Published:October 19, 2022DOI:https://doi.org/10.1016/j.jjcc.2022.09.013

      Highlights

      • Protease-activated receptors (PARs) significantly contribute to the pathogenesis of cardiometabolic diseases.
      • Pharmacological or genetic deletion of the PAR signaling pathway attenuates cardiovascular inflammation and atherogenesis.
      • The PAR signaling pathway may serve as a potential therapeutic target for cardiometabolic disorders.

      Abstract

      Cardiometabolic disorders, including obesity-related insulin resistance and atherosclerosis, share sterile chronic inflammation as a major cause; however, the precise underlying mechanisms of chronic inflammation in cardiometabolic disorders are not fully understood. Accumulating evidence suggests that several coagulation proteases, including thrombin and activated factor X (FXa), play an important role not only in the coagulation cascade but also in the proinflammatory responses through protease-activated receptors (PARs) in many cell types. Four members of the PAR family have been cloned (PAR 1–4). For instance, thrombin activates PAR-1, PAR-3, and PAR-4. FXa activates both PAR-1 and PAR-2, while it has no effect on PAR-3 or PAR-4. Previous studies demonstrated that PAR-1 and PAR-2 activated by thrombin or FXa promote gene expression of inflammatory molecules mainly via the NF-κB and ERK1/2 pathways. In obese adipose tissue and atherosclerotic vascular tissue, various stresses increase the expression of tissue factor and procoagulant activity.

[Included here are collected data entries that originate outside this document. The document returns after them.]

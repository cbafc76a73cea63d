//! Assembles the core components into a runnable harness.
//!
//! Ingest transport, schema registration, and the durable relational store's
//! full contract are out of scope (§1, §6); this module stands in for all
//! three with in-memory adapters and a synthetic workload, so `pbars serve`
//! and `pbars inspect` have something to exercise end to end.

use std::sync::Arc;

use async_trait::async_trait;
use pbars_errors::PbarsError;
use pbars_hotstore::{DurableStore, HotStore, InMemoryDurableStore, InMemoryHotStore};
use pbars_ids::{BarId, Clock, IdGenerator, VirtualClock};
use pbars_intake::{IntakeConfig, IntakeEngine, IntakeOutcome, StepEvent};
use pbars_predictor::PredictorEngine;
use pbars_sampling::{Decision, SamplingEngine};
use pbars_schema::{
    BarSchema, CachedRegistry, SamplingConfig, SamplingTechnique, SchemaSource, StepSpec, Technique,
    DEFAULT_IDLE_BOUND_SECONDS,
};

use crate::config::Config;

struct StaticSchemaSource(BarSchema);

#[async_trait]
impl SchemaSource for StaticSchemaSource {
    async fn fetch(&self, _owner: &str, _bar_name: &str) -> Result<BarSchema, PbarsError> {
        Ok(self.0.clone())
    }
}

const DEMO_OWNER: &str = "demo";
const DEMO_BAR: &str = "release";

fn demo_schema(id_gen: &IdGenerator) -> BarSchema {
    let default_spec = StepSpec::new(0, "default", false, Technique::ArithmeticMean).unwrap();
    let download = StepSpec::new(1, "download", false, Technique::Percentile(90)).unwrap();
    let build = StepSpec::new(2, "build", true, Technique::BestFitLinear).unwrap();
    BarSchema::new(
        id_gen.next_bar_id(),
        DEMO_OWNER,
        DEMO_BAR,
        1,
        SamplingConfig {
            max_count: 20,
            max_age_seconds: Some(3600.0),
            technique: SamplingTechnique::Systematic,
        },
        DEFAULT_IDLE_BOUND_SECONDS,
        default_spec,
        vec![download, build],
    )
    .unwrap()
}

/// One bar's fully wired stack of in-memory adapters plus the four core
/// components, all pointed at each other.
pub struct Runtime {
    pub hotstore: Arc<InMemoryHotStore>,
    pub durable: Arc<InMemoryDurableStore>,
    pub registry: Arc<CachedRegistry<StaticSchemaSource>>,
    pub predictor: Arc<PredictorEngine<InMemoryDurableStore>>,
    pub intake: IntakeEngine<InMemoryHotStore, StaticSchemaSource>,
    pub sampling: SamplingEngine<InMemoryDurableStore>,
    pub clock: Arc<VirtualClock>,
    pub schema: BarSchema,
    id_gen: IdGenerator,
}

pub struct InspectReport {
    pub bar_id: BarId,
    pub version: u64,
    pub step_estimates: Vec<(u32, String, Option<f64>)>,
    pub whole_estimate: Option<f64>,
    pub retained_count: u64,
}

impl Runtime {
    #[must_use]
    pub fn demo(config: &Config) -> Self {
        let id_gen = IdGenerator::new();
        let schema = demo_schema(&id_gen);

        let hotstore = Arc::new(InMemoryHotStore::new());
        let durable = Arc::new(InMemoryDurableStore::new());
        let registry = Arc::new(CachedRegistry::new(StaticSchemaSource(schema.clone())));
        let clock = VirtualClock::new(0.0);
        let predictor = Arc::new(PredictorEngine::with_min_recompute_interval(
            durable.clone(),
            config.min_recompute_interval_seconds,
        ));

        let intake_config = IntakeConfig {
            completion_grace_seconds: config.completion_grace_seconds,
            max_cas_attempts: config.max_cas_attempts,
        };
        let intake = IntakeEngine::with_config(hotstore.clone(), registry.clone(), clock.clone(), intake_config);
        let sampling_hotstore: Arc<dyn HotStore> = hotstore.clone();
        let sampling = SamplingEngine::new(durable.clone(), sampling_hotstore, predictor.clone(), clock.clone());

        Self {
            hotstore,
            durable,
            registry,
            predictor,
            intake,
            sampling,
            clock,
            schema,
            id_gen,
        }
    }

    /// Drives `count` synthetic traces through intake, sampling, and the
    /// predictor — standing in for the out-of-scope ingest transport (§6).
    pub async fn run_demo_workload(&self, count: u32) -> Result<u32, PbarsError> {
        let mut retained = 0;
        for i in 0..count {
            let trace_uid = self.id_gen.next_trace_id();
            let download_secs = 2.0 + f64::from(i % 4);
            let iterations = 3 + u64::from(i % 5);

            self.intake
                .handle_event(
                    DEMO_OWNER,
                    DEMO_BAR,
                    trace_uid,
                    StepEvent::StepStart {
                        position: 1,
                        step_name: "download".to_string(),
                        iterations: None,
                    },
                )
                .await?;
            self.clock.advance(download_secs);
            self.intake
                .handle_event(DEMO_OWNER, DEMO_BAR, trace_uid, StepEvent::StepFinish { position: 1 })
                .await?;

            self.intake
                .handle_event(
                    DEMO_OWNER,
                    DEMO_BAR,
                    trace_uid,
                    StepEvent::StepStart {
                        position: 2,
                        step_name: "build".to_string(),
                        iterations: Some(iterations),
                    },
                )
                .await?;
            for iteration in 1..=iterations {
                self.clock.advance(1.0);
                self.intake
                    .handle_event(
                        DEMO_OWNER,
                        DEMO_BAR,
                        trace_uid,
                        StepEvent::StepProgress { position: 2, iteration },
                    )
                    .await?;
            }
            let outcome = self
                .intake
                .handle_event(DEMO_OWNER, DEMO_BAR, trace_uid, StepEvent::StepFinish { position: 2 })
                .await?;

            if let IntakeOutcome::Completed(completed) = outcome {
                if self.sampling.consider(&completed).await? == Decision::Retained {
                    retained += 1;
                }
            }
            self.clock.advance(1.0);
        }
        Ok(retained)
    }

    pub async fn inspect(&self) -> Result<InspectReport, PbarsError> {
        let now = self.clock.now_seconds();
        let mut step_estimates = Vec::new();
        for step in &self.schema.steps {
            let estimate = self
                .predictor
                .predict_step(self.schema.bar_id, self.schema.version, step.position, now)
                .await?;
            step_estimates.push((step.position, step.name.clone(), estimate));
        }
        let whole_estimate = self.predictor.predict_whole(&self.schema, now).await?;
        let retained_count = self.durable.retained_count(self.schema.bar_id, self.schema.version).await?;

        Ok(InspectReport {
            bar_id: self.schema.bar_id,
            version: self.schema.version,
            step_estimates,
            whole_estimate,
            retained_count,
        })
    }
}
//! `pbars` — a local operations harness over the progress-bar telemetry
//! core's seven components (identifiers and clock, schema registry,
//! hot-state adapter, trace intake, sampling policy, predictor engine,
//! subscription fabric).
//!
//! The core itself lives in the `pbars-*` crates this binary depends on;
//! this crate wires them together behind a small CLI for local development,
//! keeping `main.rs` a thin entrypoint over the library.

pub mod cli;
pub mod config;
pub mod logging;
pub mod runtime;

pub use config::Config;
pub use runtime::Runtime;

Recent studies indicated that the activation of PARs in adipocytes and vascular cells by coagulation proteases promotes inflammation in these tissues, which leads to the development of cardiometabolic diseases. This review briefly summarizes the role of PARs and coagulation proteases in the pathogenesis of inflammatory diseases and describes recent findings (including ours) on the potential participation of this system in the development of cardiometabolic disorders. New insights into PARs may ensure a better understanding of cardiometabolic disorders and suggest new therapeutic options for these major health threats.